دانلود رایگان مقاله انگلیسی ارزیابی علیت از گزارش های مربوط به واکنش های نامطلوب دارو با استفاده از شبکه بیزی - الزویر 2018

ABSTRACT

In pharmacovigilance, reported cases are considered suspected adverse drug reactions (ADR). Health authorities have thus adopted structured causality assessment methods, allowing the evaluation of the likelihood that a drug was the causal agent of an adverse reaction. The aim of this work was to develop and validate a new causality assessment support system used in a regional pharmacovigilance centre. A Bayesian network was developed, for which the structure was defined by experts while the parameters were learnt from 593 completely filled ADR reports evaluated by the Portuguese Northern Pharmacovigilance Centre medical expert between 2000 and 2012. Precision, recall and time to causality assessment (TTA) was evaluated, according to the WHO causality assessment guidelines, in a retrospective cohort of 466 reports (April–September 2014) and a prospective cohort of 1041 reports (January–December 2015). Additionally, a simplified assessment matrix was derived from the model, enabling its preliminary direct use by notifiers.

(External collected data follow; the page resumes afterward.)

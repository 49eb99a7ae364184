use axum::{
    async_trait,
    extract::{FromRef, FromRequestParts},
    http::{header::AUTHORIZATION, request::Parts},
};
use tracing::{debug, warn};

use super::jwt::JwtKeys;
use crate::{
    error::AppError,
    state::AppState,
    users::{Role, User},
};

/// The authenticated caller: bearer token verified, account loaded and active.
#[derive(Debug, Clone)]
pub struct CurrentUser(pub User);

/// A [`CurrentUser`] that also passed `authorize(&[Role::Admin])`.
#[derive(Debug, Clone)]
pub struct AdminUser(pub User);

fn bearer_token(parts: &Parts) -> Result<&str, AppError> {
    let header = parts
        .headers
        .get(AUTHORIZATION)
        .and_then(|h| h.to_str().ok())
        .ok_or(AppError::InvalidToken("Not authorized, no token provided"))?;

    header
        .strip_prefix("Bearer ")
        .or_else(|| header.strip_prefix("bearer "))
        .map(str::trim)
        .filter(|t| !t.is_empty())
        .ok_or(AppError::InvalidToken("Not authorized, no token provided"))
}

impl CurrentUser {
    /// Role gate: 403 unless the caller's role is in `allowed`.
    pub fn authorize(&self, allowed: &[Role]) -> Result<(), AppError> {
        let role = self.0.role;
        if allowed.contains(&role) {
            return Ok(());
        }
        warn!(user_id = %self.0.id, %role, "role not permitted");
        Err(AppError::Forbidden(format!(
            "User role {} is not authorized to access this route",
            role
        )))
    }
}

#[async_trait]
impl FromRequestParts<AppState> for CurrentUser {
    type Rejection = AppError;

    async fn from_request_parts(parts: &mut Parts, state: &AppState) -> Result<Self, Self::Rejection> {
        let token = bearer_token(parts)?;

        let claims = JwtKeys::from_ref(state).verify(token).map_err(|e| {
            debug!(error = %e, "token verification failed");
            AppError::InvalidToken("Not authorized, token invalid")
        })?;

        let user = state
            .users
            .find_by_id(claims.sub)
            .await?
            .ok_or(AppError::InvalidToken("Not authorized, user not found"))?;

        if !user.is_active {
            return Err(AppError::AccountInactive);
        }

        Ok(CurrentUser(user))
    }
}

#[async_trait]
impl FromRequestParts<AppState> for AdminUser {
    type Rejection = AppError;

    async fn from_request_parts(parts: &mut Parts, state: &AppState) -> Result<Self, Self::Rejection> {
        let current = CurrentUser::from_request_parts(parts, state).await?;
        current.authorize(&[Role::Admin])?;
        Ok(AdminUser(current.0))
    }
}
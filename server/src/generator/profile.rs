use anyhow::{ensure, Context};
use chrono::{Days, NaiveDate};
use firmscore::aggregate::round1;
use firmscore::feature::{ConfidenceClass, Feature, FeatureCollection, Geometry};
use rand::{rngs::StdRng, Rng, SeedableRng};
use serde::{Deserialize, Serialize};
use serde_json::{json, Map, Value};
use std::fs;
use std::path::Path;

/// Configuration for generating synthetic FIRMS hotspot layers.
#[derive(Debug, Clone, PartialEq, Serialize, Deserialize)]
#[serde(default)]
pub struct GeneratorConfig {
    pub count: usize,
    pub seed: u64,
    pub center_lat: f64,
    pub center_lon: f64,
    /// Half-width of the sampling box, in degrees.
    pub spread_deg: f64,
    /// First acquisition date, `YYYY-MM-DD`.
    pub start_date: String,
    /// Acquisition dates are spread over this many days from `start_date`.
    pub days: u64,
    pub satellites: Vec<String>,
    /// Mean of the exponential FRP distribution, in MW.
    pub mean_frp: f64,
}

impl Default for GeneratorConfig {
    fn default() -> Self {
        Self {
            count: 200,
            seed: 0,
            center_lat: 14.75,
            center_lon: -86.2,
            spread_deg: 1.5,
            start_date: "2024-03-14".to_string(),
            days: 3,
            satellites: vec!["N".into(), "1".into(), "Aqua".into(), "Terra".into()],
            mean_frp: 8.0,
        }
    }
}

impl GeneratorConfig {
    pub fn with_overrides(mut self, count: Option<usize>, seed: Option<u64>) -> Self {
        if let Some(count) = count {
            self.count = count;
        }
        if let Some(seed) = seed {
            self.seed = seed;
        }
        self
    }
}

/// High and low confidence are each drawn 20% of the time, nominal 60%.
fn pick_confidence(rng: &mut StdRng) -> ConfidenceClass {
    match rng.gen_range(0..10) {
        0 | 1 => ConfidenceClass::High,
        2 | 3 => ConfidenceClass::Low,
        _ => ConfidenceClass::Nominal,
    }
}

fn exponential(rng: &mut StdRng, mean: f64) -> f64 {
    let u: f64 = rng.gen_range(0.0..1.0);
    -mean * (1.0 - u).ln()
}

pub fn build_hotspots(config: &GeneratorConfig) -> anyhow::Result<FeatureCollection> {
    ensure!(config.days > 0, "generator needs at least one day");
    ensure!(config.spread_deg >= 0.0, "spread must not be negative");
    let start = NaiveDate::parse_from_str(&config.start_date, "%Y-%m-%d")
        .with_context(|| format!("parsing start date {:?}", config.start_date))?;
    let mut dates = Vec::with_capacity(config.days as usize);
    for offset in 0..config.days {
        let date = start
            .checked_add_days(Days::new(offset))
            .context("acquisition date out of range")?;
        dates.push(date.format("%Y-%m-%d").to_string());
    }

    let mut rng = StdRng::seed_from_u64(config.seed);
    let mut features = Vec::with_capacity(config.count);

    for _ in 0..config.count {
        let lon = config.center_lon + rng.gen_range(-1.0..=1.0) * config.spread_deg;
        let lat = config.center_lat + rng.gen_range(-1.0..=1.0) * config.spread_deg;
        let confidence = pick_confidence(&mut rng);
        let frp = round1(exponential(&mut rng, config.mean_frp));
        let hour: u32 = rng.gen_range(0..24);
        let minute: u32 = rng.gen_range(0..60);
        let date = &dates[rng.gen_range(0..dates.len())];

        let mut properties = Map::new();
        properties.insert("latitude".into(), json!(round_coord(lat)));
        properties.insert("longitude".into(), json!(round_coord(lon)));
        properties.insert(
            "bright_ti4".into(),
            json!(round1(rng.gen_range(300.0..367.0))),
        );
        properties.insert("acq_date".into(), json!(date));
        properties.insert("acq_time".into(), json!(format!("{hour:02}{minute:02}")));
        if !config.satellites.is_empty() {
            let satellite = &config.satellites[rng.gen_range(0..config.satellites.len())];
            properties.insert("satellite".into(), json!(satellite));
        }
        properties.insert("instrument".into(), json!("VIIRS"));
        properties.insert("confidence".into(), json!(confidence.code()));
        properties.insert("version".into(), json!("2.0NRT"));
        properties.insert("frp".into(), json!(frp));
        properties.insert(
            "daynight".into(),
            Value::from(if (6..18).contains(&hour) { "D" } else { "N" }),
        );

        let position = vec![round_coord(lon), round_coord(lat)];
        features.push(Feature::new(Some(Geometry::Point(position)), properties));
    }

    Ok(FeatureCollection::new(features))
}

fn round_coord(value: f64) -> f64 {
    (value * 1e5).round() / 1e5
}

pub fn write_layer<P: AsRef<Path>>(path: P, collection: &FeatureCollection) -> anyhow::Result<()> {
    let path = path.as_ref();
    if let Some(parent) = path.parent().filter(|p| !p.as_os_str().is_empty()) {
        fs::create_dir_all(parent)
            .with_context(|| format!("creating layer directory {}", parent.display()))?;
    }
    let body = serde_json::to_string_pretty(collection).context("encoding layer")?;
    fs::write(path, body).with_context(|| format!("writing layer {}", path.display()))?;
    Ok(())
}
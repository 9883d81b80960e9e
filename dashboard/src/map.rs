use crate::charts::iced_color;
use firmscore::overlay::{Overlay, OverlayItem, Popup};
use firmscore::projection::{point_geometry, Viewport};
use firmscore::source::LayerKind;
use firmscore::style::{confidence_legend, LEGEND_TITLE};
use geo_types::Coord;
use iced::{
    mouse,
    widget::canvas::{self, Frame, Geometry, Path, Stroke, Text},
    Color, Point, Rectangle, Renderer, Size, Theme,
};

const MAP_BACKGROUND: Color = Color::from_rgb(0.06, 0.08, 0.1);
const GRATICULE: Color = Color::from_rgb(0.14, 0.17, 0.2);
const PANEL: Color = Color::from_rgba(0.0, 0.0, 0.0, 0.75);
const PANEL_TEXT: Color = Color::from_rgb(0.92, 0.92, 0.92);
/// Extra pixels around a marker that still count as a hit.
const HIT_SLOP: f32 = 2.0;
/// Distance from a line that counts as a hit.
const LINE_SLOP: f32 = 4.0;
/// Wheel pixels per zoom step.
const PIXELS_PER_LINE: f32 = 60.0;

/// View changes requested by mouse interaction on the map.
#[derive(Debug, Clone, Copy, PartialEq)]
pub enum MapEvent {
    Panned { dx: f32, dy: f32 },
    Zoomed(f32),
    Resized { width: f32, height: f32 },
}

/// Applies a map interaction to the viewport.
pub fn apply(viewport: &mut Viewport, event: MapEvent) {
    match event {
        MapEvent::Panned { dx, dy } => {
            viewport.center = viewport.to_geo(Coord {
                x: viewport.width / 2.0 - f64::from(dx),
                y: viewport.height / 2.0 - f64::from(dy),
            });
        }
        MapEvent::Zoomed(lines) => viewport.zoom_by(f64::from(lines.clamp(-1.0, 1.0))),
        MapEvent::Resized { width, height } => {
            viewport.resize(f64::from(width), f64::from(height))
        }
    }
}

fn screen(viewport: &Viewport, projected: Coord<f64>) -> Point {
    let p = viewport.to_screen(projected);
    Point::new(p.x as f32, p.y as f32)
}

fn point_in_ring(point: Point, ring: &[Point]) -> bool {
    let mut inside = false;
    let mut j = ring.len().wrapping_sub(1);
    for i in 0..ring.len() {
        let (a, b) = (ring[i], ring[j]);
        if (a.y > point.y) != (b.y > point.y)
            && point.x < (b.x - a.x) * (point.y - a.y) / (b.y - a.y) + a.x
        {
            inside = !inside;
        }
        j = i;
    }
    inside
}

fn distance_to_segment(point: Point, a: Point, b: Point) -> f32 {
    let (dx, dy) = (b.x - a.x, b.y - a.y);
    let length_sq = dx * dx + dy * dy;
    let t = if length_sq == 0.0 {
        0.0
    } else {
        (((point.x - a.x) * dx + (point.y - a.y) * dy) / length_sq).clamp(0.0, 1.0)
    };
    point.distance(Point::new(a.x + t * dx, a.y + t * dy))
}

fn item_hit(item: &OverlayItem, viewport: &Viewport, point: Point) -> bool {
    match item {
        OverlayItem::Marker {
            position, style, ..
        } => screen(viewport, *position).distance(point) <= style.radius as f32 + HIT_SLOP,
        OverlayItem::Shape { rings, closed, .. } => rings.iter().any(|ring| {
            let ring: Vec<Point> = ring.iter().map(|c| screen(viewport, *c)).collect();
            if *closed && point_in_ring(point, &ring) {
                return true;
            }
            ring.windows(2)
                .any(|pair| distance_to_segment(point, pair[0], pair[1]) <= LINE_SLOP)
        }),
    }
}

/// Popup of the topmost item under `point`. Overlays are given bottom to top.
pub fn hit_test<'a>(
    overlays: &[&'a Overlay],
    viewport: &Viewport,
    point: Point,
) -> Option<&'a Popup> {
    overlays.iter().rev().find_map(|overlay| {
        overlay
            .items
            .iter()
            .rev()
            .find(|item| item_hit(item, viewport, point))
            .map(|item| match item {
                OverlayItem::Marker { popup, .. } | OverlayItem::Shape { popup, .. } => popup,
            })
    })
}

#[derive(Debug, Default)]
pub struct Interaction {
    drag_from: Option<Point>,
}

/// Canvas program drawing the mapped overlays, the legend and the hovered popup.
pub struct MapView<'a> {
    overlays: Vec<&'a Overlay>,
    viewport: &'a Viewport,
}

impl<'a> MapView<'a> {
    /// Selector overlays are drawn under hotspot overlays.
    pub fn new(overlays: impl Iterator<Item = &'a Overlay>, viewport: &'a Viewport) -> Self {
        let mut overlays: Vec<&Overlay> = overlays.collect();
        overlays.sort_by_key(|overlay| overlay.kind == LayerKind::Hotspots);
        Self { overlays, viewport }
    }

    fn draw_graticule(&self, frame: &mut Frame, viewport: &Viewport, size: Size) {
        let top_left = viewport.to_geo(Coord { x: 0.0, y: 0.0 });
        let bottom_right = viewport.to_geo(Coord {
            x: viewport.width,
            y: viewport.height,
        });
        let step = if viewport.zoom >= 6.0 { 1.0 } else { 10.0 };
        let lines = Path::new(|builder| {
            let mut lon = (top_left.x / step).floor() * step;
            while lon <= bottom_right.x {
                let x = screen(viewport, point_geometry(lon, 0.0)).x;
                builder.move_to(Point::new(x, 0.0));
                builder.line_to(Point::new(x, size.height));
                lon += step;
            }
            let mut lat = (bottom_right.y / step).floor() * step;
            while lat <= top_left.y {
                let y = screen(viewport, point_geometry(0.0, lat)).y;
                builder.move_to(Point::new(0.0, y));
                builder.line_to(Point::new(size.width, y));
                lat += step;
            }
        });
        frame.stroke(&lines, Stroke::default().with_color(GRATICULE).with_width(1.0));
    }

    fn draw_item(frame: &mut Frame, viewport: &Viewport, item: &OverlayItem) {
        match item {
            OverlayItem::Marker {
                position, style, ..
            } => {
                let circle = Path::circle(screen(viewport, *position), style.radius as f32);
                frame.fill(
                    &circle,
                    Color {
                        a: style.fill_opacity as f32,
                        ..iced_color(style.fill)
                    },
                );
                frame.stroke(
                    &circle,
                    Stroke::default()
                        .with_color(Color {
                            a: style.opacity as f32,
                            ..iced_color(style.stroke)
                        })
                        .with_width(style.weight as f32),
                );
            }
            OverlayItem::Shape {
                rings,
                closed,
                style,
                ..
            } => {
                let path = Path::new(|builder| {
                    for ring in rings {
                        let mut points = ring.iter().map(|c| screen(viewport, *c));
                        if let Some(first) = points.next() {
                            builder.move_to(first);
                            points.for_each(|p| builder.line_to(p));
                            if *closed {
                                builder.close();
                            }
                        }
                    }
                });
                frame.stroke(
                    &path,
                    Stroke::default()
                        .with_color(iced_color(style.stroke))
                        .with_width(style.weight as f32),
                );
            }
        }
    }

    fn draw_legend(frame: &mut Frame, size: Size) {
        let entries = confidence_legend();
        let panel = Size::new(130.0, 30.0 + entries.len() as f32 * 18.0);
        let origin = Point::new(size.width - panel.width - 10.0, size.height - panel.height - 10.0);
        frame.fill_rectangle(origin, panel, PANEL);
        frame.fill_text(Text {
            content: LEGEND_TITLE.to_string(),
            position: Point::new(origin.x + 8.0, origin.y + 6.0),
            color: PANEL_TEXT,
            size: 14.0.into(),
            ..Text::default()
        });
        for (index, entry) in entries.iter().enumerate() {
            let y = origin.y + 28.0 + index as f32 * 18.0;
            frame.fill(
                &Path::circle(Point::new(origin.x + 14.0, y + 6.0), 5.0),
                iced_color(entry.color),
            );
            frame.fill_text(Text {
                content: entry.label.to_string(),
                position: Point::new(origin.x + 26.0, y),
                color: PANEL_TEXT,
                size: 12.0.into(),
                ..Text::default()
            });
        }
    }

    fn draw_popup(frame: &mut Frame, popup: &Popup, anchor: Point, size: Size) {
        let line_height = 16.0;
        let width = popup
            .rows
            .iter()
            .map(|(label, value)| (label.chars().count() + value.chars().count() + 2) as f32 * 7.0)
            .fold(80.0, f32::max)
            + 16.0;
        let height = popup.rows.len() as f32 * line_height + 12.0;
        let origin = Point::new(
            (anchor.x + 12.0).min(size.width - width).max(0.0),
            (anchor.y + 12.0).min(size.height - height).max(0.0),
        );
        frame.fill_rectangle(origin, Size::new(width, height), PANEL);
        for (index, (label, value)) in popup.rows.iter().enumerate() {
            frame.fill_text(Text {
                content: format!("{label}: {value}"),
                position: Point::new(origin.x + 8.0, origin.y + 6.0 + index as f32 * line_height),
                color: PANEL_TEXT,
                size: 12.0.into(),
                ..Text::default()
            });
        }
    }
}

impl canvas::Program<MapEvent> for MapView<'_> {
    type State = Interaction;

    fn update(
        &self,
        state: &mut Self::State,
        event: &canvas::Event,
        bounds: Rectangle,
        cursor: mouse::Cursor,
    ) -> Option<canvas::Action<MapEvent>> {
        if (self.viewport.width - f64::from(bounds.width)).abs() > 0.5
            || (self.viewport.height - f64::from(bounds.height)).abs() > 0.5
        {
            return Some(canvas::Action::publish(MapEvent::Resized {
                width: bounds.width,
                height: bounds.height,
            }));
        }

        match event {
            canvas::Event::Mouse(mouse::Event::WheelScrolled { delta }) => {
                cursor.position_in(bounds)?;
                let lines = match delta {
                    mouse::ScrollDelta::Lines { y, .. } => *y,
                    mouse::ScrollDelta::Pixels { y, .. } => *y / PIXELS_PER_LINE,
                };
                Some(canvas::Action::publish(MapEvent::Zoomed(lines)).and_capture())
            }
            canvas::Event::Mouse(mouse::Event::ButtonPressed(mouse::Button::Left)) => {
                state.drag_from = Some(cursor.position_in(bounds)?);
                Some(canvas::Action::capture())
            }
            canvas::Event::Mouse(mouse::Event::ButtonReleased(mouse::Button::Left)) => {
                state.drag_from.take().map(|_| canvas::Action::capture())
            }
            canvas::Event::Mouse(mouse::Event::CursorMoved { .. }) => {
                match (state.drag_from, cursor.position_in(bounds)) {
                    (Some(from), Some(to)) => {
                        state.drag_from = Some(to);
                        Some(
                            canvas::Action::publish(MapEvent::Panned {
                                dx: to.x - from.x,
                                dy: to.y - from.y,
                            })
                            .and_capture(),
                        )
                    }
                    _ => Some(canvas::Action::request_redraw()),
                }
            }
            _ => None,
        }
    }

    fn draw(
        &self,
        _state: &Self::State,
        renderer: &Renderer,
        _theme: &Theme,
        bounds: Rectangle,
        cursor: mouse::Cursor,
    ) -> Vec<Geometry> {
        let size = bounds.size();
        let mut viewport = *self.viewport;
        viewport.resize(f64::from(size.width), f64::from(size.height));

        let mut frame = Frame::new(renderer, size);
        frame.fill_rectangle(Point::ORIGIN, size, MAP_BACKGROUND);
        self.draw_graticule(&mut frame, &viewport, size);

        for overlay in &self.overlays {
            for item in &overlay.items {
                Self::draw_item(&mut frame, &viewport, item);
            }
        }

        Self::draw_legend(&mut frame, size);

        if let Some(position) = cursor.position_in(bounds) {
            if let Some(popup) = hit_test(&self.overlays, &viewport, position) {
                Self::draw_popup(&mut frame, popup, position, size);
            }
        }

        vec![frame.into_geometry()]
    }

    fn mouse_interaction(
        &self,
        state: &Self::State,
        bounds: Rectangle,
        cursor: mouse::Cursor,
    ) -> mouse::Interaction {
        if state.drag_from.is_some() {
            mouse::Interaction::Grabbing
        } else if cursor.is_over(bounds) {
            mouse::Interaction::Grab
        } else {
            mouse::Interaction::default()
        }
    }
}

Results show that the network was able to easily identify the higher levels of causality (recall above 80%), although struggling to assess reports with a lower level of causality. Nonetheless, the median (Q1:Q3) TTA was 4 (2:8) days using the network and 8 (5:14) days using global introspection, meaning the network allowed a faster time to assessment, which has a procedural deadline of 30 days, improving daily activities in the centre. The matrix expressed similar validity, allowing an immediate feedback to the notifiers, which may result in better future engagement of patients and health professionals in the pharmacovigilance system.

Concluding remarks

The derived Bayesian network model has been used in the Northern Pharmacovigilance Centre, in Portugal, for more than three years now, for causality assessment of ADR reports. Upon reception of an ADR report, at the pharmacovigilance centre, whilst the expert is still and always consulted for final assessment, the centre pharmacists can, in parallel, use the network to inform the notifier about the preliminary assessment, speeding up the process of the centre. One important aspect of the creation of our model was to endow the pharmacovigilance team with an interactive model which could provide, along with the best prediction of the causality degree assigned by the expert, a visual interpretation of the interactions and dependences of different factors in the causality assessment process, more than the applied in other assessment algorithms (e.g. decision trees) or other less-interpretable models (e.g. neural nets). The additional goal (which is out of scope of this paper) was to improve the parallel assessment done by the team, preparing the final report for the national and European institutions of pharmacovigilance.